Traffic was brought to a standstill in the heart of Totnes and several shops closed for the day when protesters against vaccine passports marched through the town centre on Saturday.

Hundreds gathered at the Rotherfold at midday demanding NHS Covid passes be abolished, along with Covid vaccinations for children.

The demonstration, part of a World Wide Demo of more than 155 cities, ended at Longmarsh.

Totnes Mayor, Cllr Ben Piper, said activists were bussed into the town and that only a ‘tiny minority’ of residents were involved.

Cllr Piper said: “I’m so glad that, despite the deliberate decision of the organisers to choose the busiest day of the week to occupy the town centre, Totnesians reacted with a mature, tolerant attitude and let the five-plus coach loads of activists join with a handful of locals to drift down the high street - fortunately without causing too much disruption to townspeople and the market stallholders and shop traders livelihoods.

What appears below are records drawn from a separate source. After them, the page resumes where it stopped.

use super::{ApiError, ApiResponse, TimelineParams, Tweet, TwitterApi, User};
use crate::error::{Error, Result};
use async_trait::async_trait;
use serde::de::DeserializeOwned;
use std::time::Duration;
use tracing::{debug, instrument};

pub const TWITTER_API_BASE: &str = "https://api.twitter.com";

/// Bearer-authenticated, read-only v2 client. No retries.
pub struct TwitterClient {
    bearer_token: String,
    base_url: String,
    client: reqwest::Client,
}

impl TwitterClient {
    pub fn new(bearer_token: String, base_url: &str, timeout: Duration) -> Result<Self> {
        let client = reqwest::Client::builder()
            .timeout(timeout)
            .user_agent(concat!("tweetdump/", env!("CARGO_PKG_VERSION")))
            .build()?;

        Ok(Self {
            bearer_token,
            base_url: base_url.trim_end_matches('/').to_string(),
            client,
        })
    }

    async fn get<T: DeserializeOwned>(
        &self,
        endpoint: &str,
        query: &[(String, String)],
    ) -> Result<ApiResponse<T>> {
        let url = format!("{}{}", self.base_url, endpoint);
        debug!(%url, params = query.len(), "Twitter API request");

        let response = self
            .client
            .get(&url)
            .bearer_auth(&self.bearer_token)
            .query(query)
            .send()
            .await?;

        let status = response.status();
        let bytes = response.bytes().await?;

        if status.is_success() {
            return Ok(serde_json::from_slice(&bytes)?);
        }

        debug!(status = status.as_u16(), "Twitter API returned an error status");
        match error_body(status.as_u16(), &bytes) {
            ErrorBody::Errors(errors) => Ok(ApiResponse {
                data: None,
                meta: None,
                errors: Some(errors),
            }),
            ErrorBody::Opaque(e) => Err(e),
        }
    }
}

enum ErrorBody {
    Errors(Vec<ApiError>),
    Opaque(Error),
}

/// Non-2xx bodies come either as a v2 envelope with `errors` or as a single
/// problem document (`title`/`detail`/`type`).
fn error_body(status: u16, bytes: &[u8]) -> ErrorBody {
    if let Ok(mut envelope) = serde_json::from_slice::<ApiResponse<serde_json::Value>>(bytes) {
        if let Some(errors) = envelope.take_errors() {
            return ErrorBody::Errors(errors);
        }
    }
    if let Ok(problem) = serde_json::from_slice::<ApiError>(bytes) {
        if problem.title.is_some() || problem.detail.is_some() {
            return ErrorBody::Errors(vec![problem]);
        }
    }
    ErrorBody::Opaque(Error::Api {
        status,
        body: String::from_utf8_lossy(bytes).into_owned(),
    })
}

#[async_trait]
impl TwitterApi for TwitterClient {
    #[instrument(skip(self, user_fields))]
    async fn user_by_username(
        &self,
        username: &str,
        user_fields: &[String],
    ) -> Result<ApiResponse<User>> {
        let mut query = Vec::new();
        if !user_fields.is_empty() {
            query.push(("user.fields".to_string(), user_fields.join(",")));
        }
        let endpoint = format!("/2/users/by/username/{}", urlencoding::encode(username));
        self.get(&endpoint, &query).await
    }

    #[instrument(skip(self, params), fields(token = ?params.pagination_token))]
    async fn user_timeline(
        &self,
        user_id: &str,
        params: &TimelineParams,
    ) -> Result<ApiResponse<Vec<Tweet>>> {
        let endpoint = format!("/2/users/{}/tweets", urlencoding::encode(user_id));
        self.get(&endpoint, &params.to_query()).await
    }
}
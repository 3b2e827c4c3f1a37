use crate::api::{PageMeta, Tweet};
use serde::{Deserialize, Serialize};

/// Posts accumulated across pages, newest first, with merged page metadata.
///
/// This is the document written to disk: `{"data": [...], "meta": {...}}`.
#[derive(Debug, Clone, Default, PartialEq, Eq, Serialize, Deserialize)]
pub struct Timeline {
    #[serde(default)]
    pub data: Vec<Tweet>,
    #[serde(default)]
    pub meta: PageMeta,
}

impl Timeline {
    pub fn from_page(data: Vec<Tweet>, meta: PageMeta) -> Self {
        Self { data, meta }
    }

    /// Appends a page in received order. `next_token` and `oldest_id` follow
    /// the latest page; `newest_id` stays with the first page that had one.
    pub fn append_page(&mut self, data: Vec<Tweet>, meta: PageMeta) {
        self.data.extend(data);
        self.meta.result_count += meta.result_count;
        self.meta.next_token = meta.next_token;
        if meta.oldest_id.is_some() {
            self.meta.oldest_id = meta.oldest_id;
        }
        if self.meta.newest_id.is_none() {
            self.meta.newest_id = meta.newest_id;
        }
    }

    /// Drops posts beyond `cap`, keeping the newest ones.
    pub fn truncate(&mut self, cap: usize) {
        if self.data.len() <= cap {
            return;
        }
        self.data.truncate(cap);
        self.meta.result_count = cap as u32;
        self.meta.oldest_id = self.data.last().map(|t| t.id.clone());
    }

    pub fn len(&self) -> usize {
        self.data.len()
    }

    pub fn is_empty(&self) -> bool {
        self.data.is_empty()
    }
}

“Although anti-fascist organisations wisely chose to stay away and a very professional low-key, non-confrontational approach was taken by our local police, bystanders were still aggressively heckled for wearing masks and some businesses stayed closed for the day.

“A rather dismal cohort of people carrying tacky generic placards got as far as Longmarsh where local dog walkers were astonished to find, in Totnes, a speaker trying to persuade the assembled that ‘climate warming is a hoax’, perpetrated by errr….them?

“I was sorry to be unwell (and under Covid isolation mandate as one of my grand-kids tested positive) so had to observe from a distance and not take the opportunity to debate with any of the speakers - although judging by the heckling in the street, hysterical coverage online and, actually, only the one sinister phone call from a stranger out of the blue, I suspect that it wouldn’t have been a very fair platform. 

“Above everything else I think this march clearly demonstrated that far from being a ‘quiet majority’ (where did we hear that before?) this action only represented a tiny minority in our town, where the actual vast majority choose to respect fundamental scientific and historical basics as part of a wholistic approach to a healthy communities wellbeing.”

The rally was due to have ended in a so-called ‘truth festival’ at Longmarsh which was to feature speakers including conspiracy theorist Gareth Icke, but the organisers failed to apply for the relevant permission from South Hams Council which owns the site.

New World Alliance, the group behind the festival, were banned by Totnes Town Council and the Paige Adams Trust from holding the conference at Totnes Civic Hall.

Attempts to hold the event at a hotel Torquay were also vetoed by the UK Health Security Agency.

Dr Stephen Hopwood, who heads the New World Alliance, said the conference took place at a private venue in Totnes.